EXERCISE:
The lines you return should be those containing the string "crates", taken from the data below.

= Beginning of Section =

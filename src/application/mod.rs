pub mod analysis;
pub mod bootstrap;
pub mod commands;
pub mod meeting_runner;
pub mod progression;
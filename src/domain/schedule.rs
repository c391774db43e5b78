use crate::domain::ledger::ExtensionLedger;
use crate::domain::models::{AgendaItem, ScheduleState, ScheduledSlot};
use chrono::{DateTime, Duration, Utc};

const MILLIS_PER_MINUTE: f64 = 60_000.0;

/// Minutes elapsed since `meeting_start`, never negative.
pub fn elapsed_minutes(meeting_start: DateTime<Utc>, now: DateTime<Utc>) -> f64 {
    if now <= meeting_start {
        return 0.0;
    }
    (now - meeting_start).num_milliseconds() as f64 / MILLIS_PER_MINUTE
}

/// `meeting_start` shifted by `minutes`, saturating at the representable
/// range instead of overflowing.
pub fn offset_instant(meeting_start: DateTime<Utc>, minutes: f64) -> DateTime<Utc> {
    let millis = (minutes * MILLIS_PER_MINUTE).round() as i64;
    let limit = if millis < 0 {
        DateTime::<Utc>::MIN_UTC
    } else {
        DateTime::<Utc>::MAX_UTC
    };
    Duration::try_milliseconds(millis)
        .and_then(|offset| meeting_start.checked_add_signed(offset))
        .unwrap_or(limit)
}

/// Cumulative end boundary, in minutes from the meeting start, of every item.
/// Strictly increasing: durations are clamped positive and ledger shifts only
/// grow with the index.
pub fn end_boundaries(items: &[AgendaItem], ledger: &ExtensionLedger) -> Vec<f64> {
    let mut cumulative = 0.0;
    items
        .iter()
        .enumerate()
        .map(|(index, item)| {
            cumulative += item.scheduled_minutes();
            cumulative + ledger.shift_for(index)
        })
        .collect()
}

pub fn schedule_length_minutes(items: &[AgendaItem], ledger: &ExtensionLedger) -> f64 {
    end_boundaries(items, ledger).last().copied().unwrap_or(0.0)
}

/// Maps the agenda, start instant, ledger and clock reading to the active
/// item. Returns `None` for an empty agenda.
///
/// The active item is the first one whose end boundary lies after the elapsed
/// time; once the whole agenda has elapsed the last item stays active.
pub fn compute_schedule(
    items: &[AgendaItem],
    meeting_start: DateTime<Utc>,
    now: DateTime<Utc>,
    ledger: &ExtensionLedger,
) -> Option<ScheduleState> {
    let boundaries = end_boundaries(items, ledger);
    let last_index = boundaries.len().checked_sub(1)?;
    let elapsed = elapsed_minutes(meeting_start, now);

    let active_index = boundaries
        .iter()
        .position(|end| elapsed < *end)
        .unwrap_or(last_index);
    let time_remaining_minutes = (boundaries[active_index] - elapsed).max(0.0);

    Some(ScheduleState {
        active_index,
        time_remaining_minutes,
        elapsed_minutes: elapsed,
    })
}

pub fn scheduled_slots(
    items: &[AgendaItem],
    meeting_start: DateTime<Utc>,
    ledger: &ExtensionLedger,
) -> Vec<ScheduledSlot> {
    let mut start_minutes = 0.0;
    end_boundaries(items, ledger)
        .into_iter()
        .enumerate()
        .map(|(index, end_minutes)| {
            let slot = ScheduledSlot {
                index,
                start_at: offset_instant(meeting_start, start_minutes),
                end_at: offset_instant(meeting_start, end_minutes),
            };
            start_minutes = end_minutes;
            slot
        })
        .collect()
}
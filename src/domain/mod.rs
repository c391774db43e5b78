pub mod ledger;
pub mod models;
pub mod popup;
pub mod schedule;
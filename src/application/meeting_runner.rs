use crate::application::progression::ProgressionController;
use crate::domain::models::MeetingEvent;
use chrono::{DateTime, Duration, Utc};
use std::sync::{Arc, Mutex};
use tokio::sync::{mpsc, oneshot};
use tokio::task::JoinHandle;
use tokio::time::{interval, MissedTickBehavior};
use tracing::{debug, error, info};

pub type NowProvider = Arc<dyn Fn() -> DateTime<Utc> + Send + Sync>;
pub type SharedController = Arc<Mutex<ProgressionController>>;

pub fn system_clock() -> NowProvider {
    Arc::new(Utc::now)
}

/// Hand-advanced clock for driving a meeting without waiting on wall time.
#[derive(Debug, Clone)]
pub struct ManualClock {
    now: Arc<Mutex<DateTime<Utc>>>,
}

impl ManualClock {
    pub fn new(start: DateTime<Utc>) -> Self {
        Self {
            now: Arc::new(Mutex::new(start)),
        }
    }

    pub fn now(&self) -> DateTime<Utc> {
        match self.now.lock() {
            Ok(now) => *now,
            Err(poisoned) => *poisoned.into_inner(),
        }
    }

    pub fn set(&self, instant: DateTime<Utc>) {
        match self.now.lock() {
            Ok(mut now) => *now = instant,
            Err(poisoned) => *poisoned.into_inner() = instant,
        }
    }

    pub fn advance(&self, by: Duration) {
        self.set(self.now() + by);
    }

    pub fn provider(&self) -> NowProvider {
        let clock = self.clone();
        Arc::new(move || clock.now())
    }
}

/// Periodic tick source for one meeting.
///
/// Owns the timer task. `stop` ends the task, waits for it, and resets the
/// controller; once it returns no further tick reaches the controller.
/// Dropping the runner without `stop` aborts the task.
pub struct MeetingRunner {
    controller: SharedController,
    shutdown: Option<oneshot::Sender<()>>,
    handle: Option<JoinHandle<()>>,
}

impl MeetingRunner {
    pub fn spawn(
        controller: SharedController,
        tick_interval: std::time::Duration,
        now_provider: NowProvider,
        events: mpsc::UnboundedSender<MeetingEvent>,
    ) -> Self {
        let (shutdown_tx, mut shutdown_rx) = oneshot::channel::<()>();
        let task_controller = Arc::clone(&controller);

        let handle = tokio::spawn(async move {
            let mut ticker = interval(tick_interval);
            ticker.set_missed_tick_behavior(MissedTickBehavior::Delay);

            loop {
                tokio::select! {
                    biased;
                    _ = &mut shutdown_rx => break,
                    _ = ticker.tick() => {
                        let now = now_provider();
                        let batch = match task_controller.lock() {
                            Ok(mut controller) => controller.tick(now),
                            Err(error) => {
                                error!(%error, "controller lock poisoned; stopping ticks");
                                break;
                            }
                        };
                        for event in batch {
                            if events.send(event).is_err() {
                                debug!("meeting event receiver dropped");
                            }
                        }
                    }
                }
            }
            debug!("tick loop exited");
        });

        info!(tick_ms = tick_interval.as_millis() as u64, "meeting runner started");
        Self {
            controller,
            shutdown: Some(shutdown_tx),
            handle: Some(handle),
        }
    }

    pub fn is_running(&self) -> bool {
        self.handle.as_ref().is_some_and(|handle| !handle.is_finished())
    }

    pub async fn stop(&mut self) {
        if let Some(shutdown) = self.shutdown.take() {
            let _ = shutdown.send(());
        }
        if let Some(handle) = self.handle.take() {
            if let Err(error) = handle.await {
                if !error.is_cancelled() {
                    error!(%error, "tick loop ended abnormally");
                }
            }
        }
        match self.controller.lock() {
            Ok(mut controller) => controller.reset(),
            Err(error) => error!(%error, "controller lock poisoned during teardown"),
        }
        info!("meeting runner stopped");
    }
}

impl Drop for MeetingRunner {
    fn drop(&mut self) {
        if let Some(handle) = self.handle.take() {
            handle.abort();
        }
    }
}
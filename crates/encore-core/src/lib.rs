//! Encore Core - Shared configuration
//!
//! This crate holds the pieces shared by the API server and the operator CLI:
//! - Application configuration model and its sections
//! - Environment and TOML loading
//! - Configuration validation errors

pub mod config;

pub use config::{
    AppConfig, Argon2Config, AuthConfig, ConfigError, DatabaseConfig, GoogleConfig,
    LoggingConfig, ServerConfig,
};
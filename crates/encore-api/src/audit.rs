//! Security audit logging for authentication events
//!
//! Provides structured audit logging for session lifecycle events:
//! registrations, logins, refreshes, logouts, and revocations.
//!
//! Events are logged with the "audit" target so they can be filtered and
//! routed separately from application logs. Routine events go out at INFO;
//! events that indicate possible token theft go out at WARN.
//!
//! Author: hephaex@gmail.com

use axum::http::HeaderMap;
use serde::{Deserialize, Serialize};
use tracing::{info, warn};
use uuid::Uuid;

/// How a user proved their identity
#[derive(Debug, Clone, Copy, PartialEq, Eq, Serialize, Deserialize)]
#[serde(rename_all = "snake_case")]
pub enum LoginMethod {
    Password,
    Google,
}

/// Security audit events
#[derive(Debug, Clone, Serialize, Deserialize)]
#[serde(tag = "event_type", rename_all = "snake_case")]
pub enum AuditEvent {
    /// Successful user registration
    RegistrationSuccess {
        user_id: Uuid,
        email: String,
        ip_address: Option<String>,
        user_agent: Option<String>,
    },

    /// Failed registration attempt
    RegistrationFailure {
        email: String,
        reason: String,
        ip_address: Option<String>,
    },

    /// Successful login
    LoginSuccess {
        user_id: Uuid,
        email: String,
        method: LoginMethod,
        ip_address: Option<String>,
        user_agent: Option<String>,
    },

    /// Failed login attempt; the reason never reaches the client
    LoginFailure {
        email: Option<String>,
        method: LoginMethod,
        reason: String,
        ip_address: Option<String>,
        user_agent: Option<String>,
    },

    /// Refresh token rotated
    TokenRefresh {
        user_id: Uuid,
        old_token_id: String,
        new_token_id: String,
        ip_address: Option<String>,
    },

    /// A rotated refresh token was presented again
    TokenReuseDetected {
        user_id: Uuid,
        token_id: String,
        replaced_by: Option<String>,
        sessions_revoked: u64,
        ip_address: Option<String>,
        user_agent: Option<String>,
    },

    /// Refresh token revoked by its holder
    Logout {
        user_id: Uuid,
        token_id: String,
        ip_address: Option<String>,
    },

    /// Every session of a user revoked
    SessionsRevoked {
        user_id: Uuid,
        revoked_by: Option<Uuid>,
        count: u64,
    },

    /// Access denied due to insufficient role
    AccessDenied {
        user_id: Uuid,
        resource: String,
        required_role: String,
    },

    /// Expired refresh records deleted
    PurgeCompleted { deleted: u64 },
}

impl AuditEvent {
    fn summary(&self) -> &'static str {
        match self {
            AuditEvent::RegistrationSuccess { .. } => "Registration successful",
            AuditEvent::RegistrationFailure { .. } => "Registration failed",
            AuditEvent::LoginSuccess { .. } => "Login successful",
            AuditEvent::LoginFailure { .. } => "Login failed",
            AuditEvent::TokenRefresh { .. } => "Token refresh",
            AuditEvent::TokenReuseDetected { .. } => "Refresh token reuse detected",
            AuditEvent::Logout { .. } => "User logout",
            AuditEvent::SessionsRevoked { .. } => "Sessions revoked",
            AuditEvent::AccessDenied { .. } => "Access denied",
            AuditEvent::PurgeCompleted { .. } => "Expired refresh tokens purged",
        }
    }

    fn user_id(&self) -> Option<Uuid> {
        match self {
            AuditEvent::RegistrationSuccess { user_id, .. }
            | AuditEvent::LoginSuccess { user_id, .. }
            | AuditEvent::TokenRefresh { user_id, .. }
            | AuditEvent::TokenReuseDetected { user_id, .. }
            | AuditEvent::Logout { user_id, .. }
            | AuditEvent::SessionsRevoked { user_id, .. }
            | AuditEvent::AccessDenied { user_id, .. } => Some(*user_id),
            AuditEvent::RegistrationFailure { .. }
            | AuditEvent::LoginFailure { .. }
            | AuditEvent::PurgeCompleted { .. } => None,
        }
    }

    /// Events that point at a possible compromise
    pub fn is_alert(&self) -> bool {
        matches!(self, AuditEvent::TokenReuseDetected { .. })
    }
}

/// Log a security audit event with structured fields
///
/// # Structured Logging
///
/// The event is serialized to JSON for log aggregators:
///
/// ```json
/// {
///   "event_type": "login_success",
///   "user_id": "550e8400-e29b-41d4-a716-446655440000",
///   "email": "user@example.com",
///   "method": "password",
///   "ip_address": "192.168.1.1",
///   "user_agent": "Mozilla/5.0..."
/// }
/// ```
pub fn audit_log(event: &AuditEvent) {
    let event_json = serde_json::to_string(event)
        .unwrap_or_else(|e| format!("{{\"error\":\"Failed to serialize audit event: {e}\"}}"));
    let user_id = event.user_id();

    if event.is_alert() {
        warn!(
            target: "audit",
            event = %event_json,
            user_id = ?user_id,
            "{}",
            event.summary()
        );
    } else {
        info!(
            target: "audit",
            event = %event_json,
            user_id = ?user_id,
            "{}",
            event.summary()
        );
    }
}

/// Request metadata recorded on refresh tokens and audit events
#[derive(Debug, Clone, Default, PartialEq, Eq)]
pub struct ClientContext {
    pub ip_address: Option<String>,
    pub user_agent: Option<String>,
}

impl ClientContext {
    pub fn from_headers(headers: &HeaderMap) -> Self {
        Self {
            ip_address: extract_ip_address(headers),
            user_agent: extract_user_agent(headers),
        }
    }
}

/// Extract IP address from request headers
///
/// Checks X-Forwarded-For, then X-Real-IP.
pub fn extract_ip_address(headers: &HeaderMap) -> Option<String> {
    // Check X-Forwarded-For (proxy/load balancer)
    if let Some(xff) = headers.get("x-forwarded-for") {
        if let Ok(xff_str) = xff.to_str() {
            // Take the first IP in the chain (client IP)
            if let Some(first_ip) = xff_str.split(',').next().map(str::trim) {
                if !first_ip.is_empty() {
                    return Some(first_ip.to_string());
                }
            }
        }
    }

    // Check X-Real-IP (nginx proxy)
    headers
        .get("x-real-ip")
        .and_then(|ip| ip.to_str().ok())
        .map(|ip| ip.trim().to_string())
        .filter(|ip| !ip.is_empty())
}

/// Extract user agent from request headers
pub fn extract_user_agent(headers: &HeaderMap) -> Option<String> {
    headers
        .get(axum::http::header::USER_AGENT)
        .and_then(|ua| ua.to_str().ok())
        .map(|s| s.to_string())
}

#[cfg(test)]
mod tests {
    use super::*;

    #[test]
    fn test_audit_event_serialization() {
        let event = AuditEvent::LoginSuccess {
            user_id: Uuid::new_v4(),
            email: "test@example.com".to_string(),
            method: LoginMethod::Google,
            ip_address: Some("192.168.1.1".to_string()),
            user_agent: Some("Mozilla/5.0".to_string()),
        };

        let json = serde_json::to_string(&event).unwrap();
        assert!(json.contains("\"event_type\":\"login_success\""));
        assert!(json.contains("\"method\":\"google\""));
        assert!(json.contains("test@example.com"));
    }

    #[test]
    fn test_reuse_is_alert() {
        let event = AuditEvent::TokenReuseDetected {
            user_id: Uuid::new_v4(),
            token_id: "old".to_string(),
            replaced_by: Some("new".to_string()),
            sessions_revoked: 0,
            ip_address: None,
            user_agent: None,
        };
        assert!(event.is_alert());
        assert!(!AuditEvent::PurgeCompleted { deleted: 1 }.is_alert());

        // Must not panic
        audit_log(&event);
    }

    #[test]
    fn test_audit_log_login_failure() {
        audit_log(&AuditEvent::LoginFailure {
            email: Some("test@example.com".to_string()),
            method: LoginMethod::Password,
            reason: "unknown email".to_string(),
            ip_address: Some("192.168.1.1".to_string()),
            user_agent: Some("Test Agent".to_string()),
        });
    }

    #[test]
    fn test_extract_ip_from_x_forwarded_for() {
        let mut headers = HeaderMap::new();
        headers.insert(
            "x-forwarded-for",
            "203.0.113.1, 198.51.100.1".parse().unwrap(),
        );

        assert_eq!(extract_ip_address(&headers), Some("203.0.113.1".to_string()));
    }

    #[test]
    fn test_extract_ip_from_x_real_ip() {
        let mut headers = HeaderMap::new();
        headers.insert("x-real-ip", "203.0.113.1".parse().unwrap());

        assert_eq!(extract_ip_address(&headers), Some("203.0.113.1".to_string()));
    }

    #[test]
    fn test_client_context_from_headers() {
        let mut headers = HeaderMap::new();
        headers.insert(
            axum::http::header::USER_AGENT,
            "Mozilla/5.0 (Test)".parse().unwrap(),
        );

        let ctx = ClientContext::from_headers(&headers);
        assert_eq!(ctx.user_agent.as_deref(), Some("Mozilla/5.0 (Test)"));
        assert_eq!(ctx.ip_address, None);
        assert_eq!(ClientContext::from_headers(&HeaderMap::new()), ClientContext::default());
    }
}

= End of Section =

ANSWER TO THIS TASK:
filename crates/encore-core/src/lib.rs
filename crates/encore-api/src/audit.rs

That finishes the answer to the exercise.